(M1330-02-10) Physiological Based Biopharmaceutics Modeling (PBBM) for pH-dependent DDI Risk Identification and Formulation Selection for a Weak Base Compound

Purpose: pH-elevated drug-drug interaction (DDI) may impact drug product’s exposure when co-administration with acid-reducing agents (ARAs), which can increase gastric pH from 1-2 to 4-7. It is critical to identify the ARA-DDI early in drug development to guide formulation selection, clinical study design, and labeling restriction. To be noted, ARA-DDI is compound, formulation, and prandial status dependent. PBBM is a powerful tool to describe or predict a drug product’s exposure over time by incorporating physiological, compound-specific properties, and relevant factors into the simulation. For ARA-DDI risk assessment, PBBM can capture the changes in physiology (e.g. gastric pH, gastric transit time), metabolism pathways, and dissolution rate to predict drug exposure in preclinical and clinical so to aid formulation development and clinical design [1].

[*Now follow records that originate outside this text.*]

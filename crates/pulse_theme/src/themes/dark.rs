//! Dark theme
//!
//! Reuses the light theme and overrides only the surface, text and
//! outline colors.

use crate::theme::Theme;
use crate::tokens::*;

/// Dark palette (surface, text and outline overrides only)
pub mod palette {
    use crate::tokens::Color;

    pub const NIGHT: Color = Color::from_hex(0x121212);
    pub const CHARCOAL: Color = Color::from_hex(0x1E1E1E);
    pub const GRAPHITE: Color = Color::from_hex(0x2D2D2D);
    pub const WHITE: Color = Color::WHITE;
    pub const SILVER: Color = Color::from_hex(0xA0A0A0);
    pub const STONE: Color = Color::from_hex(0x787878);
}

pub(super) const THEME: Theme = Theme {
    colors: ColorTokens {
        background: palette::NIGHT,
        background_secondary: palette::CHARCOAL,
        background_tertiary: palette::GRAPHITE,

        text: palette::WHITE,
        text_secondary: palette::SILVER,
        text_tertiary: palette::STONE,

        border: palette::GRAPHITE,
        placeholder: palette::STONE,
        highlight: palette::GRAPHITE,
        ..super::light::THEME.colors
    },
    ..super::light::THEME
};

Methods: Compound A is a weak base compound with highly pH-dependent solubility and a fast precipitation rate. The free base and amorphous form formulations were developed and evaluated in in vitro dissolution testing with biorelevant media and in vivo dog PK studies for ARA-DDI assessment. PBBM was applied to describe pentagastrin and famotidine pretreated dog PK and extrapolated to human for risk assessment.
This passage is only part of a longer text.